Books I read in May

I wrote this post on May 29, and the intro read…

It was a very average month for me, with four books read and a few others started. Although it feels very slow-going, I’m officially only one book behind on my goal of 52 for the year, with 20 read so far. Considering that not long ago I was only reading 20 books a year, I’m trying very hard to feel accomplished! Here’s what I read in May…

And then I closed my laptop, picked up a novel, and read the whole thing in three sittings, finishing up on May 31. SO, now I am on track and, yes, feeling accomplished!

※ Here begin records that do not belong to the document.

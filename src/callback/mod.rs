//! Webhook callback correlation.
//!
//! The API reports progress by POSTing task payloads to the `callback_url`
//! of a request. Hand the raw body (and signature header, if any) to
//! [`CallbackCorrelator::dispatch_signed`]; it verifies, decodes and
//! deduplicates the event, then runs the handler registered for the task.
//!
//! Handlers are registered per task ID, per external task ID, or as a
//! wildcard ([`Route`]). Each registration returns a [`Registration`] handle
//! that removes it again.
//!
//! # Examples
//!
//! ```
//! use std::sync::Arc;
//! use kling::callback::{handler_fn, CallbackCorrelator, CallbackRegistry, DispatchOutcome, Route};
//! use kling::tasks::TaskCache;
//!
//! # #[tokio::main(flavor = "current_thread")]
//! # async fn main() {
//! let registry = Arc::new(CallbackRegistry::new());
//! let correlator = CallbackCorrelator::new(registry.clone(), Arc::new(TaskCache::new()), None);
//!
//! let _registration = registry.register(
//!     Route::Task("t-1".to_string()),
//!     handler_fn(|event| {
//!         println!("{} is now {}", event.task.id, event.task.status);
//!         Ok(())
//!     }),
//! );
//!
//! let outcome = correlator
//!     .dispatch(br#"{"task_id":"t-1","task_status":"processing"}"#)
//!     .await;
//! assert!(matches!(outcome, DispatchOutcome::Delivered { .. }));
//! # }
//! ```

pub mod correlator;
pub mod registry;
pub mod signature;

use std::future::Future;
use std::sync::Arc;

use async_trait::async_trait;
use chrono::{DateTime, Utc};

pub use correlator::{CallbackCorrelator, DispatchError, DispatchOutcome};
pub use registry::{CallbackRegistry, Registration, Route};

use crate::task::Task;
use crate::tasks::Observation;

/// A status transition delivered to a handler.
#[derive(Debug, Clone, PartialEq)]
pub struct CallbackEvent {
    /// Merged view of the task after the transition.
    pub task: Task,
    /// How the callback changed the cached view. `Unchanged` when a poll
    /// saw the status first.
    pub observation: Observation,
    /// Route that matched.
    pub route: Route,
    /// When the callback was dispatched.
    pub received_at: DateTime<Utc>,
}

/// Failure reported by a callback handler.
#[derive(Debug, Clone, PartialEq, Eq, thiserror::Error)]
#[error("{0}")]
pub struct HandlerError(String);

impl HandlerError {
    /// Creates a handler error.
    pub fn new(message: impl Into<String>) -> Self {
        Self(message.into())
    }
}

impl From<String> for HandlerError {
    fn from(message: String) -> Self {
        Self(message)
    }
}

impl From<&str> for HandlerError {
    fn from(message: &str) -> Self {
        Self(message.to_string())
    }
}

/// Receives callback events for a route.
#[async_trait]
pub trait CallbackHandler: Send + Sync {
    /// Handles one status transition.
    async fn handle(&self, event: CallbackEvent) -> Result<(), HandlerError>;
}

struct FnHandler<F>(F);

#[async_trait]
impl<F> CallbackHandler for FnHandler<F>
where
    F: Fn(CallbackEvent) -> Result<(), HandlerError> + Send + Sync,
{
    async fn handle(&self, event: CallbackEvent) -> Result<(), HandlerError> {
        (self.0)(event)
    }
}

struct AsyncFnHandler<F>(F);

#[async_trait]
impl<F, Fut> CallbackHandler for AsyncFnHandler<F>
where
    F: Fn(CallbackEvent) -> Fut + Send + Sync,
    Fut: Future<Output = Result<(), HandlerError>> + Send,
{
    async fn handle(&self, event: CallbackEvent) -> Result<(), HandlerError> {
        (self.0)(event).await
    }
}

/// Wraps a synchronous closure as a handler.
pub fn handler_fn<F>(f: F) -> Arc<dyn CallbackHandler>
where
    F: Fn(CallbackEvent) -> Result<(), HandlerError> + Send + Sync + 'static,
{
    Arc::new(FnHandler(f))
}

/// Wraps an async closure as a handler.
pub fn async_handler_fn<F, Fut>(f: F) -> Arc<dyn CallbackHandler>
where
    F: Fn(CallbackEvent) -> Fut + Send + Sync + 'static,
    Fut: Future<Output = Result<(), HandlerError>> + Send + 'static,
{
    Arc::new(AsyncFnHandler(f))
}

Reading Bill Bryson in NYC

Choose Yourself, James Altucher

I saw this book on one of those lists (can’t remember where!) of books that millennials should read, particularly if they’re interested in entrepreneurship. Although that doesn’t really apply to me, I’m usually interested and inspired by these kind of reads (I read #Girlboss back in March and enjoyed it), and it was available for free through the Kindle Lending Library, so I decided to give it a go. Unfortunately, despite a strong start, the premise ended up being “just have an idea and then make a million dollars!” which is… more discouraging than anything else. Two stars

Crazy Rich AsiansKevin Kwan

This novel has been on my list FOREVER and I finally decided to give it a go via audiobook – my first time listening to a book that isn’t a memoir or autobiography read by the author. I was surprised that I LOVED listening to it – the reader, Lynn Chen, was incredible at coming up with unique voices for each of the characters. The story was captivating and it was so fun to learn about this world of crazy rich Asians – however embellished the book may be. I’ve already downloaded the sequel! Four stars

Living History, Hillary Rodham Clinton

In my ongoing attempt to be an informed voter in this insane election year, I decided to read (listen to) Clinton’s memoir from her time as first lady. (I read her book about being secretary of state in 2014). Although I generally consider things that happened in the ’90s to be irrelevant to where our country is heading, it was definitely fascinating to learn more about things that happened when I was too young to understand. Four stars

Neither Here Nor There: Travels in Europe, Bill Bryson

This was my first Bryson book, and frankly, I was disappointed. It was fun to read about different cities in Europe, about half of which I’ve visited myself,  but Bryson came across as whiny and privileged, and the book was more about him than about the places he explored. I’ve since heard that this is one of his less-impressive works, so I do still plan to read more, but it was a bummer of an introduction to a man who is generally considered an incredible travel writer.

Brooklyn, Colm Toibin

The winner for the month, the first time in a long time I’ve gotten so swept up in a novel that I was sneaking glances at the book whenever I could. I’m a huge historical fiction fan, and it was so fun to read about my borough (my neighborhood, even!) back in the 1950s. I really think it would be a relatable read for anyone who’s made a big move – across the world or just across the state – and wondered if it was the right choice. Highly, highly recommend. I can’t wait to rent the movie this weekend! Five stars

To keep up with what I’m reading in real time, you can follow me on Goodreads here.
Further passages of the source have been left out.